Even with the prohibitive atmosphere surrounding marijuana research, the research that does exist shows promise for medical CBD use. The largest field of study for therapeutic CBD is in patients suffering with severe seizures. A study published this year in the New England Journal of Medicine compared CBD with a placebo on 120 children and young adults with drug-resistant seizures symptomatic of Dravet Syndrome, a rare genetic childhood disease that causes epilepsy and high mortality rates. CBD use cut the occurrence of seizures by nearly half for 43 percent of trial patients. The case of Coloradoan Charlotte Figi, who was born with Dravet Syndrome, is the most famous case of CBD treatment for severe epilepsy. Other preclinical research suggests CBD may potentially be used for the treatment of Alzheimer’s diseaseanxiety and cancer, as well opioid and tobacco cessation. "The use of marijuana as a medicine is remarkably uncontroversial at the bedside of a cancer patient or a child suffering from convulsions who might be helped,” Steven Patierno, deputy director of the Duke Cancer Institute and professor of medicine at Duke University School of Medicine, wrote in a 2014 column for The Wall Street Journal.

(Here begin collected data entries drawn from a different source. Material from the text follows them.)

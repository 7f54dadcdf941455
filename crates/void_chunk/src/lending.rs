//! Item ownership and lending
//!
//! An item belongs to exactly one chunk but may poke into neighbouring
//! chunks. Those neighbours borrow it so traversal of either chunk finds it.
//! Loans only exist between bound chunks: they are made when either side
//! binds and withdrawn when either side unbinds.

use glam::Vec3;

use crate::chunk::Chunk;
use crate::contract;
use crate::handle::ChunkId;
use crate::item::ChunkItemPtr;
use crate::math::BoundingBox;
use crate::space::ChunkSpace;

/// An item wholly inside its own interior chunk never needs lending
fn lending_needed(owner: &Chunk, bounds: &BoundingBox) -> bool {
    owner.is_outside_chunk() || !owner.bounding_box().contains_box(bounds)
}

impl ChunkSpace {
    /// Add a static item, lending it out if the chunk is bound
    pub fn add_static_item(&mut self, id: ChunkId, item: ChunkItemPtr) -> bool {
        let Some(chunk) = self.chunk_mut(id) else {
            return false;
        };
        if !chunk.add_static_item(item.clone()) {
            return false;
        }
        if chunk.is_bound() && item.wants_lending() {
            self.lend_by_bounding_box(id, &item, item.bounding_box());
        }
        true
    }

    /// Remove a static item and withdraw its loans
    pub fn del_static_item(&mut self, id: ChunkId, item: &ChunkItemPtr) -> bool {
        let removed = self.chunk_mut(id).is_some_and(|c| c.del_static_item(item));
        if removed {
            self.withdraw_item_loans(id, item);
        }
        removed
    }

    /// Add a dynamic item, lending it out if the chunk is bound
    pub fn add_dynamic_item(&mut self, id: ChunkId, item: ChunkItemPtr) -> bool {
        let Some(chunk) = self.chunk_mut(id) else {
            return false;
        };
        if !chunk.add_dynamic_item(item.clone()) {
            return false;
        }
        if chunk.is_bound() && item.wants_lending() {
            self.lend_by_bounding_box(id, &item, item.bounding_box());
        }
        true
    }

    /// Remove a dynamic item and withdraw its loans
    pub fn del_dynamic_item(&mut self, id: ChunkId, item: &ChunkItemPtr) -> bool {
        let removed = self.chunk_mut(id).is_some_and(|c| c.del_dynamic_item(item));
        if removed {
            self.withdraw_item_loans(id, item);
        }
        removed
    }

    /// A dynamic item moved to `new_position`. Re-lends it around its new
    /// bounds, moving it to whichever bound chunk now contains it. Returns
    /// the item's new home, or `None` if no bound chunk contains it.
    pub fn mod_dynamic_item(
        &mut self,
        id: ChunkId,
        item: &ChunkItemPtr,
        new_position: Vec3,
        diameter: f32,
    ) -> Option<ChunkId> {
        let chunk = self.chunk_mut(id)?;
        if !contract!(
            chunk.has_dynamic_item(item),
            "Chunk '{}' asked to move an item it does not own",
            chunk.identifier()
        ) {
            return None;
        }

        let half = Vec3::splat(diameter.max(0.0) * 0.5);
        let bounds = BoundingBox::new(new_position - half, new_position + half);
        let stayed = chunk.mod_dynamic_item(item, new_position);
        self.withdraw_item_loans(id, item);

        if stayed {
            if item.wants_lending() {
                self.lend_by_bounding_box(id, item, bounds);
            }
            return Some(id);
        }

        let Some(home) = self.find_chunk_from_point(new_position) else {
            log::debug!("Dynamic item left the loaded world at {:?}", new_position);
            return None;
        };
        if let Some(chunk) = self.chunk_mut(home) {
            chunk.add_dynamic_item(item.clone());
        }
        if item.wants_lending() {
            self.lend_by_bounding_box(home, item, bounds);
        }
        Some(home)
    }

    /// Lend an item to every bound neighbour whose bounds meet `bounds`.
    /// Returns the number of new loans.
    pub fn lend_by_bounding_box(&mut self, lender: ChunkId, item: &ChunkItemPtr, bounds: BoundingBox) -> usize {
        let Some(owner) = self.chunk(lender) else {
            return 0;
        };
        if !owner.is_bound() || !lending_needed(owner, &bounds) {
            return 0;
        }

        let mut borrowers = Vec::new();
        for neighbour in owner.bound_neighbours() {
            if neighbour == lender {
                continue;
            }
            let Some(borrower) = self.chunk_mut(neighbour) else {
                continue;
            };
            if !borrower.is_bound() || !borrower.bounding_box().intersects(&bounds) {
                continue;
            }
            if borrower.add_loan_item(lender, item.clone()) {
                borrowers.push(neighbour);
            }
        }

        let lent = borrowers.len();
        if let Some(owner) = self.chunk_mut(lender) {
            for borrower in borrowers {
                owner.add_borrower(borrower);
            }
        }
        lent
    }

    /// Make the loans a newly bound chunk takes part in, in both directions
    pub(crate) fn lend_on_bind(&mut self, id: ChunkId) {
        let Some(chunk) = self.chunk(id) else {
            return;
        };
        let own: Vec<ChunkItemPtr> = chunk.own_items().filter(|i| i.wants_lending()).cloned().collect();
        let neighbours = chunk.bound_neighbours();
        let bounds = *chunk.bounding_box();

        for item in &own {
            self.lend_by_bounding_box(id, item, item.bounding_box());
        }

        for neighbour in neighbours {
            let Some(lender) = self.chunk(neighbour) else {
                continue;
            };
            if !lender.is_bound() {
                continue;
            }
            let lendable: Vec<ChunkItemPtr> = lender
                .own_items()
                .filter(|i| i.wants_lending())
                .filter(|i| {
                    let item_bounds = i.bounding_box();
                    item_bounds.intersects(&bounds) && lending_needed(lender, &item_bounds)
                })
                .cloned()
                .collect();

            let mut borrowed = false;
            if let Some(borrower) = self.chunk_mut(id) {
                for item in lendable {
                    borrowed |= borrower.add_loan_item(neighbour, item);
                }
            }
            if borrowed {
                if let Some(lender) = self.chunk_mut(neighbour) {
                    lender.add_borrower(id);
                }
            }
        }
    }

    /// Withdraw every loan a chunk has made or holds
    pub(crate) fn withdraw_loans(&mut self, id: ChunkId) {
        let Some(chunk) = self.chunk_mut(id) else {
            return;
        };
        let borrowers = chunk.take_borrowers();
        let lenders = chunk.take_lenders();

        for borrower in borrowers {
            if let Some(borrower) = self.chunk_mut(borrower) {
                borrower.drop_loans_from(id);
            }
        }
        for record in lenders {
            if let Some(lender) = self.chunk_mut(record.lender) {
                lender.remove_borrower(id);
            }
        }
    }

    /// Withdraw the loans of one item
    fn withdraw_item_loans(&mut self, id: ChunkId, item: &ChunkItemPtr) {
        let Some(chunk) = self.chunk(id) else {
            return;
        };
        for borrower in chunk.borrowers().to_vec() {
            if let Some(borrower) = self.chunk_mut(borrower) {
                borrower.del_loan_item(item);
            }
        }
    }
}

#[cfg(test)]
mod tests {
    use std::sync::Arc;

    use super::*;
    use crate::item::ModelItem;
    use crate::mapping::GeometryMapping;
    use crate::section::{outside_chunk_identifier, ChunkSection};

    fn bound_pair() -> (ChunkSpace, ChunkId, ChunkId) {
        let mut space = ChunkSpace::new();
        let mapping = space.add_mapping(GeometryMapping::default());
        let mut ids = Vec::new();
        for x in 0..2 {
            let id = space.find_or_add_chunk(&outside_chunk_identifier(x, 0), mapping);
            space
                .load_chunk_now(id, &ChunkSection::default_outside(x, 0, 100.0, 0.0, 100.0))
                .unwrap();
            space.bind_chunk(id, true).unwrap();
            ids.push(id);
        }
        (space, ids[0], ids[1])
    }

    fn lamp(min: Vec3, max: Vec3) -> ChunkItemPtr {
        Arc::new(ModelItem::new("lamp.model", BoundingBox::new(min, max)).with_lending(true))
    }

    #[test]
    fn test_static_item_lent_across_border() {
        let (mut space, a, b) = bound_pair();
        let item = lamp(Vec3::new(95.0, 0.0, 40.0), Vec3::new(105.0, 10.0, 50.0));
        assert!(space.add_static_item(a, item.clone()));

        assert!(space.chunk(b).unwrap().is_loan_item(&item));
        assert_eq!(space.chunk(a).unwrap().borrowers(), &[b]);

        assert!(space.del_static_item(a, &item));
        assert!(!space.chunk(b).unwrap().is_loan_item(&item));
    }

    #[test]
    fn test_items_inside_one_chunk_stay_home() {
        let (mut space, a, b) = bound_pair();
        let item = lamp(Vec3::new(10.0, 0.0, 10.0), Vec3::new(20.0, 10.0, 20.0));
        space.add_static_item(a, item.clone());
        assert!(!space.chunk(b).unwrap().is_loan_item(&item));
    }

    #[test]
    fn test_unbind_withdraws_loans() {
        let (mut space, a, b) = bound_pair();
        let item = lamp(Vec3::new(95.0, 0.0, 40.0), Vec3::new(105.0, 10.0, 50.0));
        space.add_static_item(a, item.clone());

        space.unbind_chunk(b, false).unwrap();
        assert!(space.chunk(b).unwrap().lenders().is_empty());
        assert!(space.chunk(a).unwrap().borrowers().is_empty());

        space.bind_chunk(b, true).unwrap();
        assert!(space.chunk(b).unwrap().is_loan_item(&item));
    }

    #[test]
    fn test_dynamic_item_moves_home() {
        let (mut space, a, b) = bound_pair();
        let cart: ChunkItemPtr = Arc::new(ModelItem::new("cart.model", BoundingBox::new(Vec3::ZERO, Vec3::ONE)));
        assert!(space.add_dynamic_item(a, cart.clone()));

        assert_eq!(space.mod_dynamic_item(a, &cart, Vec3::new(50.0, 5.0, 50.0), 1.0), Some(a));
        assert_eq!(space.mod_dynamic_item(a, &cart, Vec3::new(150.0, 5.0, 50.0), 1.0), Some(b));
        assert!(!space.chunk(a).unwrap().has_dynamic_item(&cart));
        assert!(space.chunk(b).unwrap().has_dynamic_item(&cart));

        assert_eq!(space.mod_dynamic_item(b, &cart, Vec3::new(950.0, 5.0, 50.0), 1.0), None);
        assert!(!space.chunk(b).unwrap().has_dynamic_item(&cart));
    }
}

Federal and state regulatory patchwork

In December 2016, the DEA reasserted the Schedule 1 status and prohibition of CBD at the federal level, firmly placing it in the same category as marijuana, heroin, LSD and mescaline. Despite federal law, 18 states have passed laws specifically regulating CBD use, with Wisconsin and Indiana becoming the latest states to enact CBD-specific laws. CBD is also legal in states with comprehensive medical and recreational marijuana laws. Idaho, South Dakota, Nebraska, Kansas, Indiana and West Virginia are the only states with total prohibition of marijuana, including CBD. Scientific interest in CBD is surging across the country as more and more people gain state-level access to the cannabinoid. And despite federal barriers, the U.S. CBD market is projected to be worth a whopping $1 billion by 2020, according to a report from the Brightfield Group.